No jantar da noite de quarta-feira, véspera de Palmeiras x Rosário Central, Cristaldo se serviu e chamou um brinde com um copo de suco de laranja: três meses, três meses! O argentino lembrou da final da Copa do Brasil, quiçá a noite mais insana da história da rua Turiassu, para cobrar um time intenso, aguerrido, veloz. Deu certo. Aos 24 minutos, o camisa 9 que por tantas tardes e noites chega a ser quarta opção de ataque trombou com um zagueiro, disputou com outro, fez do gramado pesado um drible de corpo no goleiro e abriu o placar.
Se não era o primeiro tempo dos sonhos, era o primeiro tempo dos sonhos. Se faltou Ademir da Guia ou Alex – que categoria tinham na chuva! -, sobrou disposição e as chances de gol foram surgindo. Finalmente, aliás, depois de três jogos sem vencer em casa no Estadual: ainda que naquele jeitão Palmeiras empurrado pela torcida, de lançamentos longos, unindo vontade a lampejos de seus talentos espasmódicos. Nessas, Dudu acertou o pé da trave, Robinho teve boa chance, Cristaldo chutou mais uma, Jean chegou batendo de fora da área, Thiago Santos tocou fraco de cabeça, Gabriel Jesus foi parado por um impedimento mal assinalado.
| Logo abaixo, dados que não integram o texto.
impl RunningMedian {
    /// Create an empty median over `width` values
    ///
    /// # Errors
    ///
    /// [`CursorError::InvalidWidth`] when `width` is zero.
    pub fn new(width: usize) -> Result<Self> {
        if width == 0 {
            return Err(CursorError::InvalidWidth("0".to_string()));
        }
        let step = isqrt(width).max(1);
        Ok(Self {
            width,
            step,
            nodes: Vec::with_capacity(width),
            checkpoints: Vec::with_capacity(width / step),
            head: None,
            tail: None,
            oldest: 0,
            median: f64::NAN,
        })
    }

    /// Create and initialize from a full window (oldest first)
    pub fn from_window(window: &[f64]) -> Result<Self> {
        let mut median = Self::new(window.len())?;
        median.initialize(window)?;
        Ok(median)
    }

    /// Load the initial window, oldest value first.
    ///
    /// # Arguments
    ///
    /// * `window` - Exactly `width` values
    ///
    /// # Errors
    ///
    /// [`CursorError::InvalidOperation`] when the length differs from the width.
    pub fn initialize(&mut self, window: &[f64]) -> Result<()> {
        if window.len() != self.width {
            return Err(CursorError::InvalidOperation(
                "initial median window must hold exactly `width` values",
            ));
        }

        self.nodes = window
            .iter()
            .map(|&value| MedianNode {
                value,
                prev_sorted: None,
                next_sorted: None,
            })
            .collect();

        let mut order: Vec<usize> = (0..self.width).collect();
        order.sort_by(|&a, &b| cmp_key((window[a], a), (window[b], b)));

        for pair in order.windows(2) {
            self.nodes[pair[0]].next_sorted = Some(pair[1]);
            self.nodes[pair[1]].prev_sorted = Some(pair[0]);
        }
        self.head = order.first().copied();
        self.tail = order.last().copied();

        self.checkpoints = order.iter().step_by(self.step).copied().collect();
        self.checkpoints.truncate(self.width / self.step);

        self.oldest = 0;
        self.median = self.compute_median();
        Ok(())
    }

    /// Whether `initialize()` has loaded a window
    #[inline]
    pub fn is_initialized(&self) -> bool {
        !self.nodes.is_empty()
    }

    /// Window width
    #[inline]
    pub fn width(&self) -> usize {
        self.width
    }

    /// Current median, `NaN` before initialization
    #[inline]
    pub fn median(&self) -> f64 {
        self.median
    }

    /// Slide forward: drop the oldest value, append `value` as newest.
    ///
    /// # Returns
    ///
    /// The median of the new window.
    pub fn update(&mut self, value: f64) -> Result<f64> {
        self.ensure_initialized()?;
        let slot = self.oldest;
        self.replace(slot, value);
        self.oldest = (slot + 1) % self.width;
        Ok(self.median)
    }

    /// Slide backward: drop the newest value, prepend `value` as oldest.
    ///
    /// # Returns
    ///
    /// The median of the new window.
    pub fn update_back(&mut self, value: f64) -> Result<f64> {
        self.ensure_initialized()?;
        let slot = self.newest_slot();
        self.replace(slot, value);
        self.oldest = slot;
        Ok(self.median)
    }

    /// Oldest value in the window
    pub fn oldest_value(&self) -> Option<f64> {
        self.nodes.get(self.oldest).map(|node| node.value)
    }

    /// Newest value in the window
    pub fn newest_value(&self) -> Option<f64> {
        self.nodes.get(self.newest_slot()).map(|node| node.value)
    }

    /// Window values, oldest first
    pub fn values_in_sequence(&self) -> Vec<f64> {
        let len = self.nodes.len();
        (0..len)
            .map(|i| self.nodes[(self.oldest + i) % len].value)
            .collect()
    }

    /// Window values in sorted order
    pub fn values_sorted(&self) -> Vec<f64> {
        let mut values = Vec::with_capacity(self.nodes.len());
        let mut cursor = self.head;
        while let Some(node) = cursor {
            values.push(self.nodes[node].value);
            cursor = self.nodes[node].next_sorted;
        }
        values
    }

    fn ensure_initialized(&self) -> Result<()> {
        if self.is_initialized() {
            Ok(())
        } else {
            Err(CursorError::InvalidOperation(
                "running median updated before initialize",
            ))
        }
    }

    #[inline]
    fn newest_slot(&self) -> usize {
        (self.oldest + self.width - 1) % self.width
    }

    #[inline]
    fn key(&self, node: usize) -> (f64, usize) {
        (self.nodes[node].value, node)
    }

    /// Overwrite the value in `slot` and restore sorted order.
    fn replace(&mut self, slot: usize, value: f64) {
        if self.width == 1 {
            self.nodes[slot].value = value;
            self.median = value;
            return;
        }

        let old_rank = self.rank_of(slot);
        let (anchor, new_rank) = self.insertion_point(slot, (value, slot), old_rank);

        self.nodes[slot].value = value;
        if new_rank != old_rank {
            let old_prev = self.nodes[slot].prev_sorted;
            let old_next = self.nodes[slot].next_sorted;
            self.unlink(slot);
            self.link_after(anchor, slot);
            self.shift_checkpoints(slot, old_rank, new_rank, old_prev, old_next);
        }
        self.median = self.compute_median();
    }

    /// Sorted rank of `node` under the current values.
    fn rank_of(&self, node: usize) -> usize {
        let target = self.key(node);
        let j = self
            .checkpoints
            .partition_point(|&cp| cmp_key(self.key(cp), target) != Ordering::Greater)
            .saturating_sub(1);

        let mut cursor = self.checkpoints[j];
        let mut rank = j * self.step;
        while cursor != node {
            match self.nodes[cursor].next_sorted {
                Some(next) => cursor = next,
                None => {
                    debug_assert!(false, "node {node} missing from sorted order");
                    break;
                }
            }
            rank += 1;
        }
        rank
    }

    /// Where `node` belongs once its key becomes `new_key`.
    ///
    /// # Returns
    ///
    /// The node the moved node should follow (`None` for the head) and
    /// the moved node's rank in the final order.
    fn insertion_point(
        &self,
        node: usize,
        new_key: (f64, usize),
        old_rank: usize,
    ) -> (Option<usize>, usize) {
        let below = self
            .checkpoints
            .partition_point(|&cp| cmp_key(self.key(cp), new_key) == Ordering::Less);
        if below == 0 {
            return (None, 0);
        }

        // Last node, under the old keys, strictly below the new key
        let mut left = self.checkpoints[below - 1];
        let mut left_rank = (below - 1) * self.step;
        while let Some(next) = self.nodes[left].next_sorted {
            if cmp_key(self.key(next), new_key) != Ordering::Less {
                break;
            }
            left = next;
            left_rank += 1;
        }

        let new_rank = left_rank + 1 - usize::from(old_rank <= left_rank);
        let anchor = if left == node {
            self.nodes[node].prev_sorted
        } else {
            Some(left)
        };
        (anchor, new_rank)
    }

    fn unlink(&mut self, node: usize) {
        let prev = self.nodes[node].prev_sorted;
        let next = self.nodes[node].next_sorted;

        match prev {
            Some(p) => self.nodes[p].next_sorted = next,
            None => self.head = next,
        }
        match next {
            Some(n) => self.nodes[n].prev_sorted = prev,
            None => self.tail = prev,
        }

        self.nodes[node].prev_sorted = None;
        self.nodes[node].next_sorted = None;
    }

    fn link_after(&mut self, anchor: Option<usize>, node: usize) {
        let next = match anchor {
            Some(a) => self.nodes[a].next_sorted,
            None => self.head,
        };

        self.nodes[node].prev_sorted = anchor;
        self.nodes[node].next_sorted = next;

        match anchor {
            Some(a) => self.nodes[a].next_sorted = Some(node),
            None => self.head = Some(node),
        }
        match next {
            Some(n) => self.nodes[n].prev_sorted = Some(node),
            None => self.tail = Some(node),
        }
    }

    /// Re-point the checkpoints whose rank lies between the moved node's
    /// old and new ranks. The sorted links are already final.
    fn shift_checkpoints(
        &mut self,
        moved: usize,
        old_rank: usize,
        new_rank: usize,
        old_prev: Option<usize>,
        old_next: Option<usize>,
    ) {
        let lo = old_rank.min(new_rank);
        let hi = old_rank.max(new_rank);
        let moved_up = old_rank < new_rank;

        let first = lo.div_ceil(self.step);
        let last = (hi / self.step).min(self.checkpoints.len() - 1);

        for j in first..=last {
            let rank = j * self.step;
            let current = self.checkpoints[j];
            let replacement = if rank == new_rank {
                Some(moved)
            } else if rank == old_rank {
                if moved_up {
                    old_next
                } else {
                    old_prev
                }
            } else if moved_up {
                self.nodes[current].next_sorted
            } else {
                self.nodes[current].prev_sorted
            };
            self.checkpoints[j] = replacement.unwrap_or(current);
        }
    }

    /// Node at sorted `rank`, reached from the nearest checkpoint below it
    fn node_at_rank(&self, rank: usize) -> usize {
        let j = (rank / self.step).min(self.checkpoints.len() - 1);
        let mut node = self.checkpoints[j];
        for _ in 0..rank - j * self.step {
            match self.nodes[node].next_sorted {
                Some(next) => node = next,
                None => break,
            }
        }
        node
    }

    fn compute_median(&self) -> f64 {
        let mid = self.width / 2;
        if self.width % 2 == 1 {
            return self.nodes[self.node_at_rank(mid)].value;
        }
        let lower = self.node_at_rank(mid - 1);
        let upper = self.nodes[lower].next_sorted.unwrap_or(lower);
        (self.nodes[lower].value + self.nodes[upper].value) / 2.0
    }
}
E caso no intervalo Marcelo Oliveira entrasse naqueles filmes onde o personagem pode alterar coisas do passado, tomaria uma decisão simples, de um só gesto: rasgaria a folha de fevereiro do calendário e abriria a temporada com aqueles 45 minutos de água, suor e, finalmente, vitória em casa, até então inédita na temporada.
Mas veio o segundo tempo, um massacre daqueles de líder contra lanterna do Campeonato Alemão.
O Palmeiras, inexplicavelmente para a noite que parecia ser de redenção, mas naturalmente para o que vem jogando tem muito tempo, virou nanico. Uma feiura de assustar. Um time pequenino em seus piores dias, assistindo ao rival argentino fazer do Palestra Itália uma capitania hereditária rosarina.
O Central, muito bem treinado pelo técnico Eduardo Coudet, chegou de tudo quanto é jeito. Cervi batendo firme da entrada da área, Cervi dando carrinho e dividindo com o rosto do goleiro, Da Campo soltando o pé para encontrar a ponta dos dedos do maior palmeirense vivo do momento.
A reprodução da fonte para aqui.